======== Supplied entries ========
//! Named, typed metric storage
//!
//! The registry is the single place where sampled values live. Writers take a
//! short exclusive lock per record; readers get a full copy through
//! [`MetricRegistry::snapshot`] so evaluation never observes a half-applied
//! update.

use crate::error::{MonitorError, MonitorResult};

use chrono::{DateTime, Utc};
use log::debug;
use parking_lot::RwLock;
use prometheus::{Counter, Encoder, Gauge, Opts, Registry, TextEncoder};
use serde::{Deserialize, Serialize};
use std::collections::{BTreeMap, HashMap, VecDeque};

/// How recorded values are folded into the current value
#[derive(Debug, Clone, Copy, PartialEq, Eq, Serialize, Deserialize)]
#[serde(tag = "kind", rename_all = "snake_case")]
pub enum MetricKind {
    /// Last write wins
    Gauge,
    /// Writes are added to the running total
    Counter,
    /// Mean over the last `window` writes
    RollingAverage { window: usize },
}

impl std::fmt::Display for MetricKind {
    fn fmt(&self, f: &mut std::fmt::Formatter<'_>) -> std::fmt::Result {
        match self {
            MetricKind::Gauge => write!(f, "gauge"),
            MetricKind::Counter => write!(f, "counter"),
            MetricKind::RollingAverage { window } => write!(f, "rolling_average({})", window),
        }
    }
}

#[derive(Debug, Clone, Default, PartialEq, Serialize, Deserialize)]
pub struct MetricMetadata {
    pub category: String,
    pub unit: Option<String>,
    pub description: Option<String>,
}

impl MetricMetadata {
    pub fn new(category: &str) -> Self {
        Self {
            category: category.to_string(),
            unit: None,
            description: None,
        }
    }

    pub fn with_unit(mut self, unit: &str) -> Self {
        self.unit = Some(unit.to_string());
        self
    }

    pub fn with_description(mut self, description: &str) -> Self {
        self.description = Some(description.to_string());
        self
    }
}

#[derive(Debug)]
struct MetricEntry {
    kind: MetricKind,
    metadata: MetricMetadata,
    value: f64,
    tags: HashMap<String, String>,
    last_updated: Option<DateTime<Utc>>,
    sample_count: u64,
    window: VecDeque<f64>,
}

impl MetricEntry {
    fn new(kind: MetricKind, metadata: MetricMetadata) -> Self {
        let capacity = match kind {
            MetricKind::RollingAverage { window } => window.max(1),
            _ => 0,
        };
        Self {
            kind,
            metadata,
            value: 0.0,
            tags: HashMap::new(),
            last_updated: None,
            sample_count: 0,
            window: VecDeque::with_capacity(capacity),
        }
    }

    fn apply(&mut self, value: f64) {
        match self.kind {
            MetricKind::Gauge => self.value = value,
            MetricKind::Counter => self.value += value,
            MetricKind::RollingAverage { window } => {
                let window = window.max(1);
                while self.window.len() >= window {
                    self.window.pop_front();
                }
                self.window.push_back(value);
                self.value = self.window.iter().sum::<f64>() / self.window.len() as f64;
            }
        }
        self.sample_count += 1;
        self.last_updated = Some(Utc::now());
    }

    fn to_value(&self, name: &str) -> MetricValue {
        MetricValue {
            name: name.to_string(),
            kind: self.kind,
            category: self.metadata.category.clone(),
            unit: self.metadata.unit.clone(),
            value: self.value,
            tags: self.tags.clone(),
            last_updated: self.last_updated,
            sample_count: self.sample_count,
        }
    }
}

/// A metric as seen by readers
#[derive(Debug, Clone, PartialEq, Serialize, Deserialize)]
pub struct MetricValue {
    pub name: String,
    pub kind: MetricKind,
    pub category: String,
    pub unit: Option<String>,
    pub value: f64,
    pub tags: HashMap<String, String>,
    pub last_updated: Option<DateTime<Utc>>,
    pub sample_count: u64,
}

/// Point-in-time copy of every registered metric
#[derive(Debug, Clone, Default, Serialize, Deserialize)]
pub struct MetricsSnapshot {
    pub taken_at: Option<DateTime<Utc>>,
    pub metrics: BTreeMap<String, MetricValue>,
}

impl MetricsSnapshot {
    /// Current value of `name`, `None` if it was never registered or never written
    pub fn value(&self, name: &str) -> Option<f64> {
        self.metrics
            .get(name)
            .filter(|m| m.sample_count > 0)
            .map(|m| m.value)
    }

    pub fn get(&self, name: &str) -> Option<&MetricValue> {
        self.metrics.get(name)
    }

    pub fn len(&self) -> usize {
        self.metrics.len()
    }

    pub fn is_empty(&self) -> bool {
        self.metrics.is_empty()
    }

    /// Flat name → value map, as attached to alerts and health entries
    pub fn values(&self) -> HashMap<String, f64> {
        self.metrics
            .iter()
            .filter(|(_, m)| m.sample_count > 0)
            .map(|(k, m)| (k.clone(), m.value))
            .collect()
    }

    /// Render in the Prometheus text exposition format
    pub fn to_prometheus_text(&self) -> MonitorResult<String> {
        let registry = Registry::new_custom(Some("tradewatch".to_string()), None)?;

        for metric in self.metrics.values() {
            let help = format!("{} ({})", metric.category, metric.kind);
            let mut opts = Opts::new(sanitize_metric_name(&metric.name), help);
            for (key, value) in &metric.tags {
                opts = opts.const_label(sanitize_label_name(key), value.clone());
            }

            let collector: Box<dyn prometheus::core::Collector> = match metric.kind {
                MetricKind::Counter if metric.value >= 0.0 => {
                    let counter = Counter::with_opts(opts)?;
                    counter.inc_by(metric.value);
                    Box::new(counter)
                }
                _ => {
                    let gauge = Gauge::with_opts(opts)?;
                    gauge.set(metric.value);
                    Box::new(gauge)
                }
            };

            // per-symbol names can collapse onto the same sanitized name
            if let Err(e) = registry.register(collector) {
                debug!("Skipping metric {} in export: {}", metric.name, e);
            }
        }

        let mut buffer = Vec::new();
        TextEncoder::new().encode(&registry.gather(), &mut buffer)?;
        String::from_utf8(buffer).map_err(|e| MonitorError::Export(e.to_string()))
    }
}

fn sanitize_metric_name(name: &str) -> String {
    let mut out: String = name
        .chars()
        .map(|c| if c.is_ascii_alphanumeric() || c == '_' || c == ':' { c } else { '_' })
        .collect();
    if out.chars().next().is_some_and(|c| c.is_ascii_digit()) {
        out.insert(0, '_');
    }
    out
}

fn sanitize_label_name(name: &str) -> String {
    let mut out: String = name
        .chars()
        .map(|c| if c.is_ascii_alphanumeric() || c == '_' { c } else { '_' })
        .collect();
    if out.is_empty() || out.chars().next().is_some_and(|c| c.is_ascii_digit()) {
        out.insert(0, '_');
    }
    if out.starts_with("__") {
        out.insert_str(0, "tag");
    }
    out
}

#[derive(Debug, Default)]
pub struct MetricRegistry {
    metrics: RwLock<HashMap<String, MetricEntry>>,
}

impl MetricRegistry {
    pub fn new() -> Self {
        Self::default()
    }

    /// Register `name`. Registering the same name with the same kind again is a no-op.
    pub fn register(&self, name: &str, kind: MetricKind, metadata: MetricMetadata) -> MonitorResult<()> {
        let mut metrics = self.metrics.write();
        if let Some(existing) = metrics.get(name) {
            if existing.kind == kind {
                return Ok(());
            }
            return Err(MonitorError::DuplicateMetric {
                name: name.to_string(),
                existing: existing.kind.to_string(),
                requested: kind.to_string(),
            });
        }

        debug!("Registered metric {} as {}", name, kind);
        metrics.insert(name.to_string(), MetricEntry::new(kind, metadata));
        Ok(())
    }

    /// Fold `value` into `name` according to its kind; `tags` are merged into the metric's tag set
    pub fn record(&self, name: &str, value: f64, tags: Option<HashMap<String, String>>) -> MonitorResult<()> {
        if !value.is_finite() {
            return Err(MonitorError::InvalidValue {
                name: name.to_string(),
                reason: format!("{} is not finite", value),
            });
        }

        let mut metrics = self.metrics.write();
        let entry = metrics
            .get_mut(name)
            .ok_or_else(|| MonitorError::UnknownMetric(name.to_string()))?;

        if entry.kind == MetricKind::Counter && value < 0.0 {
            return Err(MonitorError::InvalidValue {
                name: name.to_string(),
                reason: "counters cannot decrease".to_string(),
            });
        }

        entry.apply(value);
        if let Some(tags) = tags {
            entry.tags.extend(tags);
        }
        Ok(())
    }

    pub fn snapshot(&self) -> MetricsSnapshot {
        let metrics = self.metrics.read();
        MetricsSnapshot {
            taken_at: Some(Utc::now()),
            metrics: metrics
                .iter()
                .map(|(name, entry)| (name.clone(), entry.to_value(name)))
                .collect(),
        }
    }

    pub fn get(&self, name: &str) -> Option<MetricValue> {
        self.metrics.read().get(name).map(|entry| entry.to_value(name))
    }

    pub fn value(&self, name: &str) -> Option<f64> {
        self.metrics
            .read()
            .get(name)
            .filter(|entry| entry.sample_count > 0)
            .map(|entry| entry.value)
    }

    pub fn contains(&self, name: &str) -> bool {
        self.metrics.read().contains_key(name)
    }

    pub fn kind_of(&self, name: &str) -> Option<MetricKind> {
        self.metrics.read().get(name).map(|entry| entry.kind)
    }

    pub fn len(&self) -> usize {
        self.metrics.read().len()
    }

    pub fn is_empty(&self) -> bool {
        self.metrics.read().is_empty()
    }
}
========
Your objective: The required output is the set of lines from the first line of the data through the line that contains "use log::debug;", transcribed exactly.

Exercise response:
//! Named, typed metric storage
//!
//! The registry is the single place where sampled values live. Writers take a
//! short exclusive lock per record; readers get a full copy through
//! [`MetricRegistry::snapshot`] so evaluation never observes a half-applied
//! update.

use crate::error::{MonitorError, MonitorResult};

use chrono::{DateTime, Utc};
use log::debug;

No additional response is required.